India’s anti-terrorism agency arrests prominent Kashmir activist

SRINAGAR, India (AP) – India’s anti-terrorism investigation agency has arrested a prominent human rights activist in Indian-controlled Kashmir in a …

SRINAGAR, India (AP) – India’s counter-terrorism investigation agency has arrested a prominent human rights activist in Indian-controlled Kashmir in a new repression of rights groups in the disputed region.

The National Investigation Agency, aided by police and paramilitary soldiers, on Monday raided the home and office of Khurram Parvez in Srinagar and searched them for many hours, said his wife Samina, who uses only one name. They also confiscated Parvez’s cell phone, laptop and some books along with her cell phone before arresting him, she said.

The agency did not issue a statement on Parvez’s arrest, but an official note given to his family said he was detained under several sections of India’s anti-terrorism law, the Law on the Prevention of Illegal Activities.

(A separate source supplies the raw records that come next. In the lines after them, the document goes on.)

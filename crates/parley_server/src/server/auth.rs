use std::time::Duration;

use chrono::Utc;
use jsonwebtoken::errors::ErrorKind;
use jsonwebtoken::{Algorithm, DecodingKey, EncodingKey, Header, Validation, decode, encode};
use parley_domain::{Identity, UserId};
use serde::{Deserialize, Serialize};
use thiserror::Error;
use tokio_tungstenite::tungstenite::handshake::server::Request;
use tokio_tungstenite::tungstenite::http::header::AUTHORIZATION;

/// Issuer stamped into tokens by the account service.
pub const DEFAULT_ISSUER: &str = "realtime-chat";

#[derive(Debug, Error, Clone, PartialEq, Eq)]
pub enum AuthError {
	#[error("missing bearer token")]
	Missing,
	#[error("malformed token: {0}")]
	Malformed(String),
	#[error("invalid token signature")]
	BadSignature,
	#[error("token expired")]
	Expired,
	#[error("unexpected token issuer")]
	WrongIssuer,
}

impl From<jsonwebtoken::errors::Error> for AuthError {
	fn from(e: jsonwebtoken::errors::Error) -> Self {
		match e.kind() {
			ErrorKind::ExpiredSignature => AuthError::Expired,
			ErrorKind::InvalidSignature => AuthError::BadSignature,
			ErrorKind::InvalidIssuer => AuthError::WrongIssuer,
			ErrorKind::MissingRequiredClaim(claim) if claim == "iss" => AuthError::WrongIssuer,
			_ => AuthError::Malformed(e.to_string()),
		}
	}
}

/// Credential validation at upgrade time.
pub trait AuthGate: Send + Sync {
	fn validate(&self, token: &str) -> Result<Identity, AuthError>;
}

#[derive(Debug, Clone, Serialize, Deserialize)]
pub struct Claims {
	pub uid: i64,
	pub un: String,
	#[serde(default, skip_serializing_if = "Option::is_none")]
	pub iss: Option<String>,
	pub exp: i64,
}

/// HS256 JWT verifier.
#[derive(Clone)]
pub struct JwtAuthGate {
	encoding: EncodingKey,
	decoding: DecodingKey,
	validation: Validation,
	issuer: Option<String>,
}

impl std::fmt::Debug for JwtAuthGate {
	fn fmt(&self, f: &mut std::fmt::Formatter<'_>) -> std::fmt::Result {
		f.debug_struct("JwtAuthGate")
			.field("secret", &"<redacted>")
			.field("issuer", &self.issuer)
			.finish()
	}
}

impl JwtAuthGate {
	pub fn new(secret: impl AsRef<[u8]>, issuer: Option<String>) -> Self {
		let secret = secret.as_ref();

		let mut validation = Validation::new(Algorithm::HS256);
		validation.leeway = 0;
		validation.set_required_spec_claims(&["exp"]);
		if let Some(iss) = issuer.as_deref() {
			validation.set_issuer(&[iss]);
		}

		Self {
			encoding: EncodingKey::from_secret(secret),
			decoding: DecodingKey::from_secret(secret),
			validation,
			issuer,
		}
	}

	/// Mint a token. Used by tests and local tooling; production tokens come from the account service.
	pub fn issue(&self, identity: &Identity, ttl: Duration) -> Result<String, jsonwebtoken::errors::Error> {
		let ttl = i64::try_from(ttl.as_secs()).unwrap_or(i64::MAX);
		self.sign(&Claims {
			uid: identity.user_id.get(),
			un: identity.username.clone(),
			iss: self.issuer.clone(),
			exp: Utc::now().timestamp().saturating_add(ttl),
		})
	}

	pub fn sign(&self, claims: &Claims) -> Result<String, jsonwebtoken::errors::Error> {
		encode(&Header::new(Algorithm::HS256), claims, &self.encoding)
	}
}

impl AuthGate for JwtAuthGate {
	fn validate(&self, token: &str) -> Result<Identity, AuthError> {
		let token = token.trim();
		if token.is_empty() {
			return Err(AuthError::Missing);
		}

		let claims = decode::<Claims>(token, &self.decoding, &self.validation)?.claims;

		let user_id = UserId::new(claims.uid).map_err(|e| AuthError::Malformed(format!("uid: {e}")))?;
		if claims.un.trim().is_empty() {
			return Err(AuthError::Malformed("empty username".to_string()));
		}

		Ok(Identity::new(user_id, claims.un))
	}
}

/// Bearer token from `Authorization: Bearer <token>`, falling back to the `token` query parameter.
pub fn bearer_token(req: &Request) -> Option<String> {
	if let Some(value) = req.headers().get(AUTHORIZATION).and_then(|v| v.to_str().ok()) {
		let value = value.trim();
		if let Some(token) = value
			.strip_prefix("Bearer ")
			.or_else(|| value.strip_prefix("bearer "))
			.map(str::trim)
			.filter(|t| !t.is_empty())
		{
			return Some(token.to_string());
		}
	}

	req.uri()
		.query()?
		.split('&')
		.filter_map(|pair| pair.split_once('='))
		.find(|(k, _)| *k == "token")
		.map(|(_, v)| v.trim().to_string())
		.filter(|v| !v.is_empty())
}
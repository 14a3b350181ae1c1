#![forbid(unsafe_code)]

pub mod endpoint;
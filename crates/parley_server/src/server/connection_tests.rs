#![forbid(unsafe_code)]

use std::sync::Arc;
use std::time::Duration;

use futures::{SinkExt, StreamExt};
use parley_domain::{ConnectionId, Identity, UserId};
use parley_protocol::{Envelope, MessageType, Payload, codes, decode};
use tokio::io::DuplexStream;
use tokio::sync::mpsc;
use tokio::task::JoinHandle;
use tokio::time::{Instant, timeout};
use tokio_tungstenite::WebSocketStream;
use tokio_tungstenite::tungstenite::{Message, Utf8Bytes};
use tokio_tungstenite::tungstenite::protocol::Role;
use tokio_tungstenite::tungstenite::protocol::frame::coding::CloseCode;

use crate::server::connection::{ConnectionSettings, run_connection, write_batch};
use crate::server::hub::{Hub, HubConfig, HubHandle};
use crate::server::lifecycle::{ConnState, Lifecycle};
use crate::server::registry::ConnectionHandle;
use crate::server::router::{Router, RouterConfig};
use crate::server::store::Stores;

struct Harness {
	hub: HubHandle,
	client: WebSocketStream<DuplexStream>,
	server: JoinHandle<()>,
}

async fn start(settings: ConnectionSettings) -> Harness {
	let (hub, _task) = Hub::spawn(HubConfig::default());
	start_on(hub, settings, 1).await
}

/// Runs connection 1 (user 1, alice) against an existing hub and waits until it holds `expected` connections.
async fn start_on(hub: HubHandle, settings: ConnectionSettings, expected: usize) -> Harness {
	let router = Router::new(hub.clone(), Stores::in_memory(), RouterConfig::default());

	let (client_io, server_io) = tokio::io::duplex(64 * 1024);
	let server_ws = WebSocketStream::from_raw_socket(server_io, Role::Server, Some(settings.websocket_config())).await;
	let client = WebSocketStream::from_raw_socket(client_io, Role::Client, None).await;

	let server = tokio::spawn(run_connection(
		server_ws,
		ConnectionId(1),
		Identity::new(UserId(1), "alice"),
		router,
		settings,
	));

	// Wait for registration so hub queries see the connection.
	for _ in 0..100 {
		if hub.connection_count().await.unwrap_or(0) == expected {
			break;
		}
		tokio::time::sleep(Duration::from_millis(5)).await;
	}

	Harness { hub, client, server }
}

/// Next text frame from the server, decoded; keepalive pings are skipped.
async fn next_envelope(client: &mut WebSocketStream<DuplexStream>) -> Envelope {
	loop {
		let msg = timeout(Duration::from_secs(2), client.next())
			.await
			.expect("frame within deadline")
			.expect("stream open")
			.expect("valid frame");
		match msg {
			Message::Text(text) => return decode(text.as_str()).expect("server envelope decodes"),
			Message::Ping(_) | Message::Pong(_) => continue,
			other => panic!("unexpected frame {other:?}"),
		}
	}
}

/// Reads until the server closes; returns the close frame if one arrived.
async fn read_until_closed(client: &mut WebSocketStream<DuplexStream>) -> Option<(CloseCode, String)> {
	loop {
		match timeout(Duration::from_secs(2), client.next()).await.expect("close within deadline") {
			Some(Ok(Message::Close(frame))) => return frame.map(|f| (f.code, f.reason.as_str().to_string())),
			Some(Ok(_)) => continue,
			Some(Err(_)) | None => return None,
		}
	}
}

async fn wait_server(server: JoinHandle<()>) {
	timeout(Duration::from_secs(2), server)
		.await
		.expect("connection task finished")
		.expect("connection task did not panic");
}

#[tokio::test]
async fn ping_envelope_gets_pong() {
	let mut h = start(ConnectionSettings::default()).await;

	h.client.send(Message::text(r#"{"type":"ping"}"#)).await.unwrap();
	assert_eq!(next_envelope(&mut h.client).await.message_type(), MessageType::Pong);
}

#[tokio::test]
async fn protocol_errors_keep_the_connection_open() {
	let mut h = start(ConnectionSettings::default()).await;

	h.client.send(Message::text("not json")).await.unwrap();
	match next_envelope(&mut h.client).await.payload {
		Payload::Error(e) => assert_eq!(e.code, codes::MALFORMED_ENVELOPE),
		other => panic!("expected error, got {other:?}"),
	}

	h.client.send(Message::text(r#"{"type":"shout","payload":{}}"#)).await.unwrap();
	match next_envelope(&mut h.client).await.payload {
		Payload::Error(e) => assert_eq!(e.code, codes::UNKNOWN_TYPE),
		other => panic!("expected error, got {other:?}"),
	}

	h.client.send(Message::binary(vec![1u8, 2, 3])).await.unwrap();
	match next_envelope(&mut h.client).await.payload {
		Payload::Error(e) => assert_eq!(e.code, codes::UNSUPPORTED_FRAME),
		other => panic!("expected error, got {other:?}"),
	}

	h.client.send(Message::text(r#"{"type":"ping"}"#)).await.unwrap();
	assert_eq!(next_envelope(&mut h.client).await.message_type(), MessageType::Pong);
	assert_eq!(h.hub.connection_count().await.unwrap(), 1);
}

#[tokio::test]
async fn silent_peer_hits_the_read_deadline() {
	let settings = ConnectionSettings {
		pong_wait: Duration::from_millis(200),
		..ConnectionSettings::default()
	};
	let mut h = start(settings).await;

	// Never reading means never answering keepalive pings.
	wait_server(h.server).await;
	assert_eq!(h.hub.connection_count().await.unwrap(), 0);

	if let Some((code, reason)) = read_until_closed(&mut h.client).await {
		assert_eq!(code, CloseCode::Normal);
		assert_eq!(reason, "keepalive timeout");
	}
}

#[tokio::test]
async fn oversized_message_closes_the_connection() {
	let settings = ConnectionSettings {
		max_message_size: 64,
		..ConnectionSettings::default()
	};
	let mut h = start(settings).await;

	let big = format!(r#"{{"type":"ping","pad":"{}"}}"#, "x".repeat(256));
	let _ = h.client.send(Message::text(big)).await;

	let _ = read_until_closed(&mut h.client).await;
	wait_server(h.server).await;
	assert_eq!(h.hub.connection_count().await.unwrap(), 0);
}

#[tokio::test]
async fn client_close_unregisters() {
	let mut h = start(ConnectionSettings::default()).await;

	h.client.close(None).await.unwrap();
	wait_server(h.server).await;
	assert_eq!(h.hub.connection_count().await.unwrap(), 0);
}

#[tokio::test]
async fn hub_shutdown_sends_going_away() {
	let mut h = start(ConnectionSettings::default()).await;

	assert_eq!(h.hub.shutdown().await.unwrap(), 1);

	let (code, reason) = read_until_closed(&mut h.client).await.expect("close frame");
	assert_eq!(code, CloseCode::Away);
	assert_eq!(reason, "server shutting down");
	wait_server(h.server).await;
	assert_eq!(h.hub.connection_count().await.unwrap(), 0);
}

#[tokio::test]
async fn answered_pings_keep_the_connection_alive() {
	let settings = ConnectionSettings {
		pong_wait: Duration::from_secs(1),
		..ConnectionSettings::default()
	};
	let mut h = start(settings).await;

	// Reading lets the client answer keepalive pings; run well past several read deadlines.
	let until = Instant::now() + Duration::from_millis(3200);
	let mut pings = 0;
	loop {
		let now = Instant::now();
		if now >= until {
			break;
		}
		match timeout(until - now, h.client.next()).await {
			Err(_) => break,
			Ok(Some(Ok(Message::Ping(_)))) => pings += 1,
			Ok(Some(Ok(other))) => panic!("unexpected frame {other:?}"),
			Ok(other) => panic!("connection dropped: {other:?}"),
		}
	}

	assert!(pings >= 2, "saw {pings} keepalive pings");
	assert_eq!(h.hub.connection_count().await.unwrap(), 1);
	h.client.send(Message::text(r#"{"type":"ping"}"#)).await.unwrap();
	assert_eq!(next_envelope(&mut h.client).await.message_type(), MessageType::Pong);
}

#[tokio::test]
async fn queued_frames_are_batched_in_order() {
	let (client_io, server_io) = tokio::io::duplex(64 * 1024);
	let server_ws = WebSocketStream::from_raw_socket(server_io, Role::Server, None).await;
	let mut client = WebSocketStream::from_raw_socket(client_io, Role::Client, None).await;
	let (mut sink, _stream) = server_ws.split();

	let (tx, mut rx) = mpsc::channel::<Utf8Bytes>(16);
	for i in 1..5 {
		tx.try_send(Utf8Bytes::from(format!("frame-{i}"))).unwrap();
	}

	let n = write_batch(&mut sink, &mut rx, Utf8Bytes::from_static("frame-0"), 3).await.unwrap();
	assert_eq!(n, 3, "a batch stops at max_coalesce");

	let next = rx.recv().await.unwrap();
	let n = write_batch(&mut sink, &mut rx, next, 3).await.unwrap();
	assert_eq!(n, 2, "a batch stops when the queue is empty");

	for i in 0..5 {
		let msg = timeout(Duration::from_secs(2), client.next())
			.await
			.expect("frame within deadline")
			.expect("stream open")
			.expect("valid frame");
		assert_eq!(msg, Message::text(format!("frame-{i}")), "each frame stays a separate message");
	}
}

#[tokio::test]
async fn burst_of_hub_deliveries_arrives_in_order() {
	let mut h = start(ConnectionSettings {
		max_coalesce: 4,
		..ConnectionSettings::default()
	})
	.await;

	for i in 0..40 {
		h.hub
			.deliver(ConnectionId(1), &Envelope::error("burst", format!("m{i}")))
			.await
			.unwrap();
	}

	for i in 0..40 {
		match next_envelope(&mut h.client).await.payload {
			Payload::Error(e) => assert_eq!(e.message, format!("m{i}")),
			other => panic!("expected error envelope, got {other:?}"),
		}
	}
	assert_eq!(h.hub.connection_count().await.unwrap(), 1);
}

#[tokio::test]
async fn presence_snapshot_bigger_than_the_queue_is_delivered() {
	let (hub, _task) = Hub::spawn(HubConfig::default());

	let mut others = Vec::new();
	for i in 0..300u64 {
		let (tx, rx) = mpsc::channel(1024);
		let lifecycle = Arc::new(Lifecycle::new());
		lifecycle.transition(ConnState::Connecting, ConnState::Authenticated);
		let id = 100 + i as i64;
		let handle = ConnectionHandle::new(ConnectionId(100 + i), Identity::new(UserId(id), format!("user{i}")), tx, lifecycle);
		hub.register(handle).await.unwrap();
		others.push(rx);
	}

	let settings = ConnectionSettings {
		outbound_capacity: 8,
		..ConnectionSettings::default()
	};
	let mut h = start_on(hub, settings, 301).await;

	for i in 0..300 {
		match next_envelope(&mut h.client).await.payload {
			Payload::UserOnline(p) => assert_eq!(p.user_id, UserId(100 + i)),
			other => panic!("expected user_online, got {other:?}"),
		}
	}

	h.client.send(Message::text(r#"{"type":"ping"}"#)).await.unwrap();
	assert_eq!(next_envelope(&mut h.client).await.message_type(), MessageType::Pong);
	assert_eq!(h.hub.connection_count().await.unwrap(), 301);
}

Parvez, 42, is the program coordinator for the rights group Jammu and the Kashmir Coalition of Civil Society, which has written reports of violence involving some of the hundreds of thousands of Indian troops in the region. The group has highlighted the expansive powers given to Indian troops, which it says lead to a culture of impunity and widespread rights violations in the region.

Parvez is also president of the Asian Federation Against Involuntary Disappearances, a Philippine-based international rights organization investigating forced disappearances in Asia. He received the Reebok Human Rights Award in 2006.

Many rights groups and activists criticized Parvez’s arrest.

“He is not a terrorist, he is a human rights defender,” UN Special Rapporteur on Human Rights Defenders Mary Lawlor wrote on Twitter.

Last week, Parvez’s group criticized government forces for killing three civilians during a raid on alleged rebels in Srinagar. Their bodies were secretly buried by Indian police in a remote cemetery without their families present.

The bodies of two civilians were later exhumed and returned to their families following protests from the families, who said Indian troops used their relatives as human shields and killed them in cold blood.

The National Investigation Agency also raided Parvez’s home and office last year along with several activists and journalists, seizing him research material, telephones and computer hard drives.

In 2016, he was detained under the Public Security Act after being prevented from traveling to Switzerland to attend a session of the UN Human Rights Council. The law allows detention of people for up to two years without trial, but Parvez was released after 76 days after pressure from international rights groups. A court in Kashmir called his arrest illegal.

The Indian government has increasingly applied the anti-terrorism law against rights activists, journalists and dissidents in Kashmir.

The intervention worsened especially after August 2019, when India scrapped the disputed region’s special status, annulled its separate constitution, split the region into two federal territories and removed inherited protection on land and jobs.

Kashmir is divided between India and Pakistan, and both claim the region as a whole. Most Kashmiris support the rebels’ goal of uniting the territory, either under Pakistani rule or as an independent country.